Ist CBD legal?

CBD & Hanf Wissen

Da wir diese Frage ab und zu hören und wir uns lange mit CBD beschäftigen, wollen wir dir hier eine sehr detaillierte Antwort auf die Frage geben. Ein juristischer Exkurs folgt, um die Antwort vorweg zu nehmen: Es kommt drauf an!

Die Frage, ob CBD legal ist, rührt wahrscheinlich daher, dass CBD aus der Hanfpflanze (Cannabis Sativa) stamm. In der Tat ist für Privatpersonen in Deutschland der Anbau nicht erlaubt. Im Betäubungsmittelgesetz (BtmG) ist dieses festgehalten.

Also ist der Anbau von Hanf - häufig auch als Nutzhanf bezeichnet - dann genehmigt, wenn er mit EU-zertifiziertem Saatgut von landwirtschaftlichen Vollerwerbsbetriebe durchgeführt wird.
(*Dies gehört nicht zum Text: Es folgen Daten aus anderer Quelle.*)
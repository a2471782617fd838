//! Configuration types for the control panel

use chrono::FixedOffset;
use rover_core::timestamp::{utc_offset, DEFAULT_UTC_OFFSET_MINUTES};
use rover_core::{PublicIpConfig, StoreConfig};
use serde::{Deserialize, Serialize};

/// Main configuration structure
#[derive(Debug, Clone, PartialEq, Eq, Serialize, Deserialize)]
pub struct Config {
    #[serde(default)]
    pub store: StoreConfig,
    #[serde(default)]
    pub public_ip: PublicIpConfig,
    /// Written as `name` on every submitted record
    #[serde(default = "default_device_name")]
    pub device_name: String,
    #[serde(default = "default_history_size")]
    pub history_size: usize,
    /// Zone for submission timestamps, in minutes east of UTC
    #[serde(default = "default_utc_offset_minutes")]
    pub utc_offset_minutes: i32,
}

impl Default for Config {
    fn default() -> Self {
        Self {
            store: StoreConfig::default(),
            public_ip: PublicIpConfig::default(),
            device_name: default_device_name(),
            history_size: default_history_size(),
            utc_offset_minutes: default_utc_offset_minutes(),
        }
    }
}

impl Config {
    pub fn utc_offset(&self) -> rover_core::Result<FixedOffset> {
        utc_offset(self.utc_offset_minutes)
    }

    pub fn validate(&self) -> rover_core::Result<()> {
        self.store.validate()?;
        self.utc_offset()?;
        if self.history_size == 0 {
            return Err(rover_core::RoverError::Config(
                "history_size must be greater than zero".to_string(),
            ));
        }
        Ok(())
    }
}

fn default_device_name() -> String {
    "WebApp Client".to_string()
}

fn default_history_size() -> usize {
    5
}

fn default_utc_offset_minutes() -> i32 {
    DEFAULT_UTC_OFFSET_MINUTES
}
Schon seit Jahrhunderten begeistert die Menschen in Deutschland die Vielseitigkeit von Hanf: ob als Fasern für die Textilindustrie, Stroh und Dämmstoffe für die Bauindustrie oder Speiseöl aus den Hanfsamen. Wusstest du, dass nicht nur Gutenberg 1455 seine berühmte Gutenberg-Bibel, sondern auch die amerikanische Unabhängigkeitserklärung von 1776 auf Hanfpapier gedruckt wurden?!

Die große Frage ist nun, ob die Hanfpflanze, oder Teile von ihr, nach Anbau und Ernte direkt an Privatpersonen weitergegeben werden dürfen? Jetzt wird es kompliziert, denn die Formulierung im BtmG ist keineswegs eindeutig. Im Gesetzestext heißt es nämlich:

„a) deren Samen, sofern er nicht zum unerlaubten Anbau bestimmt ist,

b) wenn sie aus (...) zertifiziertem Saatgut (...) stammen, (...), oder ihr Gehalt an Tetrahydrocannabinol 0,2 Prozent nicht übersteigt undder Verkehr mit ihnen (ausgenommen der Anbau) ausschließlich gewerblichen oder wissenschaftlichen Zwecken dient, die einen Missbrauch zu Rauschzwecken ausschließen,

c) wenn sie als Schutzstreifen bei Rübenzüchtung gepflanzt und vor der Blüte vernichtet werden,

d) ...

e) ...“

Heißt das nun, dass, sofern das Saatgut EU-zertifiziert ist, hinsichtlich der weiteren Verarbeitung und Verwendung (beispielsweise durch die Abgabe an Privatpersonen) keine Einschränkungen bestehen, da der THC-Gehalt unter 0,2 % liegt und somit den Missbrauch zu Rauschzwecken ausschließt? Oder bezieht sich das „und”, welches wir oben kursiv geschrieben haben, auch auf den Teil vor dem „oder” (ebenfalls kursiv)? Letzteres hieße, dass kein anderer Pflanzenteil in die Hände von Privatpersonen gelangen darf, was jedoch der jahrzehntelangen Praxis von vielen Reformhäusern und Bioläden entspricht, die beispielsweise Hanftee verkauft haben und dies auch aktuell noch tun. Aus unserer Sicht ist das auch vollkommen legitim, da der Missbrauch zu Rauschzwecken (und darum geht es ja im BtmG!) ausgeschlossen werden kann, bzw. es nicht wirtschaftlich wäre, das THC aus dem Hanf zu extrahieren.

CBD als Stoff an sich wird nicht im BtmG aufgeführt – es gibt ja auch keinerlei Grund dafür, da CBD eben im Gegensatz zu THC nicht berauschend wirkt! Wenn du also mit deinem CBD-Öl von KANNAVI von der Polizei kontrolliert wirst, musst du nichts befürchten. Da unsere Produkte die in Deutschland erlaubte THC Menge von 0,2 % enthalten und nicht berauschend wirken.